Review for Jackie Chan & The Kung Fu Kid
Introduction
No, this isn't the alternate title for the recent Karate Kid remake (is there any actual karate in it?); this is the new Jackie Chan movie being brought to the UK by Kaleidoscope Home Entertainment. But given that the film's actual English title is Looking For Jackie, and this "Jackie Chan and the Kung Fu Kid" is the result of a hasty DVD re-branding, you can be forgiven for cynically suspecting that there is a bit of bandwagon jumping going on. Regardless of serendipitous release dates, the film will still have to stand on its own.
Zhang Yi-Shan is a typical junior high school kid, he's not too fond of school, but he loves Jackie Chan movies, and wishes to emulate his idol. He'd much rather spend his time dreaming of being cast in Jackie's next movie than waking up in time for school, much to the exasperation of his grandmother. But his lacklustre efforts are telling at school, where he's failing his classes, yet he refuses to go home to Beijing, where his paternal grandmother usually spends the holidays tutoring him to within an inch of his life. He'd much rather stay at home in Indonesia where it's nice and sunny even in the winter.
But his low grades invite ridicule from his schoolmates, and soon he swears to get even. When he learns that Jackie's next movie is going to be shot in Beijing, he suddenly is agreeable to spending time with his other grandparents, but of course the first thing he does when he gets off the plane is to go looking for Jackie instead. His plan for success is this, find Jackie, become his disciple, learn kung fu, and kick the behinds of all his tormentors. But failing his Chinese classes presents a problem when he can't read the road signs, and soon he's heading in completely the wrong direction, and into a grand adventure.
Conclusion
Jackie Chan and the Kung Fu Kid is an enjoyable movie for younger audiences, although the 12 rating perhaps rates it out of the most desirable and appropriate demographic. It's a coming of age story that follows the adventures of one happy go lucky boy with a somewhat skewed perspective on how the world works. If there is a slight niggle that I had with the plot, it's that at age sixteen, Yi-Shan really should know better. But seeing some of the pickles that he gets himself into, a younger protagonist may have been pushing things a bit. And Yi-Shan has to have some ability with the old martial arts himself. As a kung fu Huckleberry Finn, it's ideal kids' entertainment, edgy enough to appeal to older kids, with a couple of genuinely scary moments. But there's a strong message at the film's heart, a couple of charming cameos to tease fans of classic Hong Kong cinema, and of course the inimitable Jackie Chan himself. It is a short film, digitally shot, and on an apparently low budget. It has the sort of production values that better suit a television movie than a theatrical feature, but that doesn't make it any less enjoyable.

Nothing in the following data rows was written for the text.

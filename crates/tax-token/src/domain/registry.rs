//! # Registries
//!
//! Address sets that drive tax classification, plus the ordered tax
//! recipient list and its membership index.

use super::entities::TaxRecipient;
use super::value_objects::{Address, BPS_DENOMINATOR};
use crate::errors::ValidationError;
use std::collections::HashSet;

/// Blacklist, exemptions, exchange pools and tax recipients.
#[derive(Debug, Clone, Default)]
pub struct Registry {
    blacklisted: HashSet<Address>,
    tax_exempt: HashSet<Address>,
    exchange_pools: HashSet<Address>,
    /// Distribution order matters: the last entry absorbs rounding dust.
    recipients: Vec<TaxRecipient>,
    recipient_wallets: HashSet<Address>,
}

impl Registry {
    /// Creates empty registries.
    #[must_use]
    pub fn new() -> Self {
        Self::default()
    }

    /// Whether `account` is blacklisted.
    #[must_use]
    pub fn is_blacklisted(&self, account: &Address) -> bool {
        self.blacklisted.contains(account)
    }

    /// Whether `account` is tax-exempt.
    #[must_use]
    pub fn is_tax_exempt(&self, account: &Address) -> bool {
        self.tax_exempt.contains(account)
    }

    /// Whether `account` is a registered exchange pool.
    #[must_use]
    pub fn is_exchange_pool(&self, account: &Address) -> bool {
        self.exchange_pools.contains(account)
    }

    /// Whether `account` is a current tax recipient.
    #[must_use]
    pub fn is_tax_recipient(&self, account: &Address) -> bool {
        self.recipient_wallets.contains(account)
    }

    /// Size of the recipient membership index.
    #[must_use]
    pub fn recipient_index_len(&self) -> usize {
        self.recipient_wallets.len()
    }

    /// The tax recipient list, in distribution order.
    #[must_use]
    pub fn tax_recipients(&self) -> &[TaxRecipient] {
        &self.recipients
    }

    /// Writes the blacklist flag for `account`.
    pub fn set_blacklisted(&mut self, account: Address, flag: bool) {
        if flag {
            self.blacklisted.insert(account);
        } else {
            self.blacklisted.remove(&account);
        }
    }

    /// Writes the tax-exemption flag for `account`.
    pub fn set_tax_exempt(&mut self, account: Address, flag: bool) {
        if flag {
            self.tax_exempt.insert(account);
        } else {
            self.tax_exempt.remove(&account);
        }
    }

    /// Registers a pool. Returns true if the set changed.
    pub fn add_exchange_pool(&mut self, pool: Address) -> bool {
        self.exchange_pools.insert(pool)
    }

    /// Unregisters a pool. Returns true if the set changed.
    pub fn remove_exchange_pool(&mut self, pool: &Address) -> bool {
        self.exchange_pools.remove(pool)
    }

    /// Replaces the tax recipient list wholesale.
    ///
    /// Previous recipients lose their exemption and membership; new ones
    /// gain both. Validation runs to completion before anything is touched,
    /// so on error the registry is exactly as it was.
    pub fn replace_tax_recipients(
        &mut self,
        recipients: Vec<TaxRecipient>,
    ) -> Result<(), ValidationError> {
        validate_recipients(&recipients)?;

        for old in self.recipients.drain(..) {
            self.tax_exempt.remove(&old.wallet);
            self.recipient_wallets.remove(&old.wallet);
        }

        for recipient in &recipients {
            self.tax_exempt.insert(recipient.wallet);
            self.recipient_wallets.insert(recipient.wallet);
        }
        self.recipients = recipients;
        Ok(())
    }
}

/// Checks a candidate recipient list in submission order.
///
/// Rejects zero wallets, duplicate wallets, shares above 10000 and totals
/// other than exactly 10000. Stops at the first entry that pushes the running
/// total past 10000.
pub fn validate_recipients(recipients: &[TaxRecipient]) -> Result<(), ValidationError> {
    let mut seen = HashSet::with_capacity(recipients.len());
    let mut total: u32 = 0;

    for (index, recipient) in recipients.iter().enumerate() {
        if recipient.wallet.is_zero() {
            return Err(ValidationError::RecipientZeroAddress { index });
        }
        if !seen.insert(recipient.wallet) {
            return Err(ValidationError::DuplicateRecipient(recipient.wallet));
        }
        if recipient.share > BPS_DENOMINATOR {
            return Err(ValidationError::ShareOutOfRange {
                share: recipient.share,
                max: BPS_DENOMINATOR,
            });
        }
        total += u32::from(recipient.share);
        if total > u32::from(BPS_DENOMINATOR) {
            return Err(ValidationError::InvalidShareTotal { total });
        }
    }

    if total != u32::from(BPS_DENOMINATOR) {
        return Err(ValidationError::InvalidShareTotal { total });
    }
    Ok(())
}

#[cfg(test)]
mod tests {
    use super::*;

    fn addr(tag: u8) -> Address {
        Address::from_low_u8(tag)
    }

    fn split(entries: &[(u8, u16)]) -> Vec<TaxRecipient> {
        entries
            .iter()
            .map(|(tag, share)| TaxRecipient::new(addr(*tag), format!("r{tag}"), *share))
            .collect()
    }

    #[test]
    fn test_pool_membership_reports_change() {
        let mut registry = Registry::new();
        assert!(registry.add_exchange_pool(addr(1)));
        assert!(!registry.add_exchange_pool(addr(1)));
        assert!(registry.is_exchange_pool(&addr(1)));
        assert!(registry.remove_exchange_pool(&addr(1)));
        assert!(!registry.remove_exchange_pool(&addr(1)));
    }

    #[test]
    fn test_flags_are_idempotent() {
        let mut registry = Registry::new();
        registry.set_tax_exempt(addr(1), true);
        registry.set_tax_exempt(addr(1), true);
        assert!(registry.is_tax_exempt(&addr(1)));
        registry.set_blacklisted(addr(1), true);
        registry.set_blacklisted(addr(1), false);
        assert!(!registry.is_blacklisted(&addr(1)));
    }

    #[test]
    fn test_replace_swaps_exemptions() {
        let mut registry = Registry::new();
        registry
            .replace_tax_recipients(split(&[(1, 5000), (2, 5000)]))
            .unwrap();
        assert!(registry.is_tax_exempt(&addr(1)));
        assert!(registry.is_tax_recipient(&addr(2)));

        registry
            .replace_tax_recipients(split(&[(2, 2500), (3, 7500)]))
            .unwrap();
        assert!(!registry.is_tax_exempt(&addr(1)));
        assert!(!registry.is_tax_recipient(&addr(1)));
        assert!(registry.is_tax_exempt(&addr(2)));
        assert!(registry.is_tax_exempt(&addr(3)));
        let wallets: Vec<_> = registry.tax_recipients().iter().map(|r| r.wallet).collect();
        assert_eq!(wallets, vec![addr(2), addr(3)]);
    }

    #[test]
    fn test_replace_rejects_bad_total_and_keeps_old_list() {
        let mut registry = Registry::new();
        let original = split(&[(1, 10_000)]);
        registry.replace_tax_recipients(original.clone()).unwrap();

        let err = registry
            .replace_tax_recipients(split(&[(2, 4000), (3, 5000)]))
            .unwrap_err();
        assert_eq!(err, ValidationError::InvalidShareTotal { total: 9000 });
        assert_eq!(registry.tax_recipients(), original.as_slice());
        assert!(registry.is_tax_exempt(&addr(1)));
        assert!(!registry.is_tax_exempt(&addr(2)));
    }

    #[test]
    fn test_validate_rejects_zero_and_duplicates() {
        assert_eq!(
            validate_recipients(&[TaxRecipient::new(Address::ZERO, "burn", 10_000)]),
            Err(ValidationError::RecipientZeroAddress { index: 0 })
        );
        assert_eq!(
            validate_recipients(&split(&[(1, 5000), (1, 5000)])),
            Err(ValidationError::DuplicateRecipient(addr(1)))
        );
        assert_eq!(
            validate_recipients(&[]),
            Err(ValidationError::InvalidShareTotal { total: 0 })
        );
    }

    #[test]
    fn test_share_total_cannot_wrap_around() {
        // 429_497 * 10000 + 7296 == 2^32 + 10000
        let mut list: Vec<TaxRecipient> = (1..=429_497u32)
            .map(|i| {
                let mut bytes = [0u8; 20];
                bytes[16..].copy_from_slice(&i.to_be_bytes());
                TaxRecipient::new(Address::new(bytes), "r", 10_000)
            })
            .collect();
        list.push(TaxRecipient::new(Address::new([0xee; 20]), "r", 7296));

        assert_eq!(
            validate_recipients(&list),
            Err(ValidationError::InvalidShareTotal { total: 20_000 })
        );

        let mut registry = Registry::new();
        assert!(registry.replace_tax_recipients(list).is_err());
        assert!(registry.tax_recipients().is_empty());
    }

    #[test]
    fn test_labels_need_not_be_unique() {
        let list = vec![
            TaxRecipient::new(addr(1), "team", 5000),
            TaxRecipient::new(addr(2), "team", 5000),
        ];
        assert!(validate_recipients(&list).is_ok());
    }
}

I hope the retail disc is nothing like the menuless DVD-R screener that I got, with vanilla 2.0 Mandarin, a letterbox standards conversion image, zoom unfriendly burnt in English and Chinese subtitles, and what I thought was a glitch, where the film froze, then skipped back thirty seconds and started again. It wasn't a glitch; the film had just been burnt onto the disc that way. If the retail disc is anything like this, just say no.